Try it – Look through the lines below; wherever the word "Unchanged" appears, copy that line.

Records for processing START

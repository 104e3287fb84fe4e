use axum::{
    http::StatusCode,
    response::{IntoResponse, Response},
    Json,
};
use subrelay_registry::RegistryError;
use thiserror::Error;
use tracing::{error, warn};

use crate::models::RegisterResponse;

/// Errors surfaced to HTTP clients
#[derive(Debug, Error)]
pub enum ApiError {
    #[error("malformed request body: {0}")]
    MalformedBody(String),

    #[error("unknown parameter: {0}")]
    UnknownParameter(String),

    #[error("not all parameters provided: missing {0}")]
    MissingParameter(String),

    #[error(transparent)]
    Registry(#[from] RegistryError),

    #[error("internal error: {0}")]
    Internal(String),
}

impl ApiError {
    pub fn status(&self) -> StatusCode {
        match self {
            ApiError::MalformedBody(_)
            | ApiError::UnknownParameter(_)
            | ApiError::MissingParameter(_) => StatusCode::BAD_REQUEST,
            ApiError::Registry(e) => match e {
                RegistryError::InvalidToken => StatusCode::FORBIDDEN,
                RegistryError::InvalidSubdomain(_)
                | RegistryError::InvalidScheme(_)
                | RegistryError::InvalidPublicKey
                | RegistryError::CredentialMismatch { .. } => StatusCode::BAD_REQUEST,
                RegistryError::SubdomainConflict { .. } => StatusCode::CONFLICT,
                RegistryError::LockTimeout { .. } => StatusCode::SERVICE_UNAVAILABLE,
                RegistryError::Io { .. } | RegistryError::AgentDocument { .. } => {
                    StatusCode::INTERNAL_SERVER_ERROR
                }
            },
            ApiError::Internal(_) => StatusCode::INTERNAL_SERVER_ERROR,
        }
    }

    /// Message shown to the client; server-side details stay in the log
    fn public_message(&self) -> String {
        match self {
            ApiError::Registry(RegistryError::Io { .. })
            | ApiError::Registry(RegistryError::AgentDocument { .. })
            | ApiError::Internal(_) => "internal error, please retry".to_string(),
            ApiError::Registry(RegistryError::LockTimeout { .. }) => {
                "server busy, please retry".to_string()
            }
            other => other.to_string(),
        }
    }
}

impl IntoResponse for ApiError {
    fn into_response(self) -> Response {
        let status = self.status();
        if status.is_server_error() {
            error!("Registration failed: {}", self);
        } else {
            warn!("Registration rejected: {}", self);
        }

        (status, Json(RegisterResponse::error(self.public_message()))).into_response()
    }
}

#[cfg(test)]
mod tests {
    use super::*;
    use std::io;
    use std::path::PathBuf;
    use std::time::Duration;

    #[test]
    fn test_status_mapping() {
        assert_eq!(
            ApiError::UnknownParameter("x".into()).status(),
            StatusCode::BAD_REQUEST
        );
        assert_eq!(
            ApiError::from(RegistryError::InvalidToken).status(),
            StatusCode::FORBIDDEN
        );
        assert_eq!(
            ApiError::from(RegistryError::SubdomainConflict {
                subdomain: "foo".into(),
                port: 100
            })
            .status(),
            StatusCode::CONFLICT
        );
        assert_eq!(
            ApiError::from(RegistryError::LockTimeout {
                path: PathBuf::from("registry.lock"),
                waited: Duration::from_secs(10)
            })
            .status(),
            StatusCode::SERVICE_UNAVAILABLE
        );
    }

    #[test]
    fn test_io_details_not_leaked() {
        let err = ApiError::from(RegistryError::Io {
            context: "failed to write /srv/secret/path".into(),
            source: io::Error::new(io::ErrorKind::Other, "disk full"),
        });
        assert_eq!(err.status(), StatusCode::INTERNAL_SERVER_ERROR);
        assert!(!err.public_message().contains("/srv/secret"));
    }

    #[test]
    fn test_conflict_message() {
        let err = ApiError::from(RegistryError::SubdomainConflict {
            subdomain: "foo".into(),
            port: 100,
        });
        assert_eq!(err.public_message(), "subdomain already registered: foo");
    }
}
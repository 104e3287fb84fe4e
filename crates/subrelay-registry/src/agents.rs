//! Tunnel-agent registry: YAML document of agents and the ports they may open
//!
//! ```yaml
//! agents:
//!   - authKey: 6F1C0D3E-...
//!     ports:
//!       - 14799/tcp
//! ```
//!
//! Keys this crate does not know about are carried through untouched.
//! Agents are only ever added or extended, never edited or removed.

use crate::binding::Change;
use crate::error::{RegistryError, RegistryResult};
use crate::fsutil;
use serde::{Deserialize, Serialize};
use serde_yaml::Mapping;
use std::path::{Path, PathBuf};
use tracing::{debug, info};

/// Port entry as the tunnel daemon expects it
pub fn port_entry(port: u16) -> String {
    format!("{}/tcp", port)
}

#[derive(Debug, Clone, Default, PartialEq, Serialize, Deserialize)]
pub struct AgentDocument {
    #[serde(default)]
    pub agents: Vec<AgentRecord>,
    #[serde(flatten)]
    pub extra: Mapping,
}

#[derive(Debug, Clone, PartialEq, Serialize, Deserialize)]
pub struct AgentRecord {
    #[serde(rename = "authKey")]
    pub auth_key: String,
    #[serde(default)]
    pub ports: Vec<String>,
    #[serde(flatten)]
    pub extra: Mapping,
}

impl AgentRecord {
    pub fn new(auth_key: impl Into<String>, port: u16) -> Self {
        Self {
            auth_key: auth_key.into(),
            ports: vec![port_entry(port)],
            extra: Mapping::new(),
        }
    }
}

impl AgentDocument {
    pub fn agent(&self, auth_key: &str) -> Option<&AgentRecord> {
        self.agents.iter().find(|a| a.auth_key == auth_key)
    }

    /// Add the agent, or the port to an existing agent
    pub fn ensure_agent(&mut self, auth_key: &str, port: u16) -> Change {
        let entry = port_entry(port);
        match self.agents.iter_mut().find(|a| a.auth_key == auth_key) {
            Some(agent) if agent.ports.contains(&entry) => Change::Unchanged,
            Some(agent) => {
                agent.ports.push(entry);
                Change::Changed
            }
            None => {
                self.agents.push(AgentRecord::new(auth_key, port));
                Change::Changed
            }
        }
    }
}

/// Agent registry file
///
/// Callers must hold the state lock; the registry itself does no locking.
#[derive(Debug, Clone)]
pub struct AgentRegistry {
    path: PathBuf,
}

impl AgentRegistry {
    pub fn new(path: impl Into<PathBuf>) -> Self {
        Self { path: path.into() }
    }

    pub fn path(&self) -> &Path {
        &self.path
    }

    pub fn load(&self) -> RegistryResult<AgentDocument> {
        let content = fsutil::read_or_empty(&self.path)?;
        if content.trim().is_empty() {
            return Ok(AgentDocument::default());
        }

        serde_yaml::from_str(&content).map_err(|source| RegistryError::AgentDocument {
            path: self.path.clone(),
            source,
        })
    }

    fn save(&self, document: &AgentDocument) -> RegistryResult<()> {
        let yaml = serde_yaml::to_string(document).map_err(|source| {
            RegistryError::AgentDocument {
                path: self.path.clone(),
                source,
            }
        })?;
        fsutil::write_atomic(&self.path, yaml.as_bytes())
    }

    /// Make sure the agent for `token` exists and may open `port`
    pub fn ensure_agent(&self, token: &str, port: u16) -> RegistryResult<Change> {
        let mut document = self.load()?;
        let change = document.ensure_agent(token, port);

        if change.is_changed() {
            self.save(&document)?;
            info!(
                "Agent registry {} now allows port {} for token",
                self.path.display(),
                port
            );
        } else {
            debug!("Agent already registered for port {}", port);
        }

        Ok(change)
    }
}

#[cfg(test)]
mod tests {
    use super::*;
    use std::fs;
    use tempfile::TempDir;

    #[test]
    fn test_ensure_agent_in_memory() {
        let mut document = AgentDocument::default();

        assert_eq!(document.ensure_agent("T1", 100), Change::Changed);
        assert_eq!(document.ensure_agent("T1", 100), Change::Unchanged);
        assert_eq!(document.ensure_agent("T2", 101), Change::Changed);

        assert_eq!(document.agents.len(), 2);
        assert_eq!(document.agent("T1").unwrap().ports, vec!["100/tcp"]);
    }

    #[test]
    fn test_existing_agent_extended_not_duplicated() {
        let mut document = AgentDocument::default();
        document.ensure_agent("T1", 100);

        assert_eq!(document.ensure_agent("T1", 200), Change::Changed);
        assert_eq!(document.agents.len(), 1);
        assert_eq!(
            document.agent("T1").unwrap().ports,
            vec!["100/tcp", "200/tcp"]
        );
    }

    #[test]
    fn test_registry_missing_file() {
        let dir = TempDir::new().unwrap();
        let registry = AgentRegistry::new(dir.path().join("agents.yaml"));

        assert!(registry.load().unwrap().agents.is_empty());
        assert_eq!(registry.ensure_agent("T1", 100).unwrap(), Change::Changed);

        let reloaded = registry.load().unwrap();
        assert_eq!(reloaded.agents, vec![AgentRecord::new("T1", 100)]);
    }

    #[test]
    fn test_registry_idempotent_on_disk() {
        let dir = TempDir::new().unwrap();
        let registry = AgentRegistry::new(dir.path().join("agents.yaml"));

        registry.ensure_agent("T1", 100).unwrap();
        let first = fs::read(registry.path()).unwrap();

        assert_eq!(registry.ensure_agent("T1", 100).unwrap(), Change::Unchanged);
        assert_eq!(fs::read(registry.path()).unwrap(), first);
    }

    #[test]
    fn test_registry_preserves_unknown_keys() {
        let dir = TempDir::new().unwrap();
        let path = dir.path().join("agents.yaml");
        fs::write(
            &path,
            "listen: 0.0.0.0:4443\nagents:\n  - authKey: T0\n    ports: [99/tcp]\n    name: first\n",
        )
        .unwrap();
        let registry = AgentRegistry::new(&path);

        registry.ensure_agent("T1", 100).unwrap();

        let document = registry.load().unwrap();
        assert_eq!(document.agents.len(), 2);
        assert_eq!(
            document.extra.get("listen").and_then(|v| v.as_str()),
            Some("0.0.0.0:4443")
        );
        assert_eq!(
            document.agents[0].extra.get("name").and_then(|v| v.as_str()),
            Some("first")
        );

        let raw = fs::read_to_string(&path).unwrap();
        assert!(raw.contains("authKey: T1"));
        assert!(raw.contains("100/tcp"));
    }

    #[test]
    fn test_registry_invalid_document() {
        let dir = TempDir::new().unwrap();
        let path = dir.path().join("agents.yaml");
        fs::write(&path, "agents: [unterminated\n").unwrap();

        let result = AgentRegistry::new(&path).ensure_agent("T1", 100);
        assert!(matches!(result, Err(RegistryError::AgentDocument { .. })));
    }
}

Records for processing END

Reply to the task –
            Some(agent) if agent.ports.contains(&entry) => Change::Unchanged,
        assert_eq!(document.ensure_agent("T1", 100), Change::Unchanged);
        assert_eq!(registry.ensure_agent("T1", 100).unwrap(), Change::Unchanged);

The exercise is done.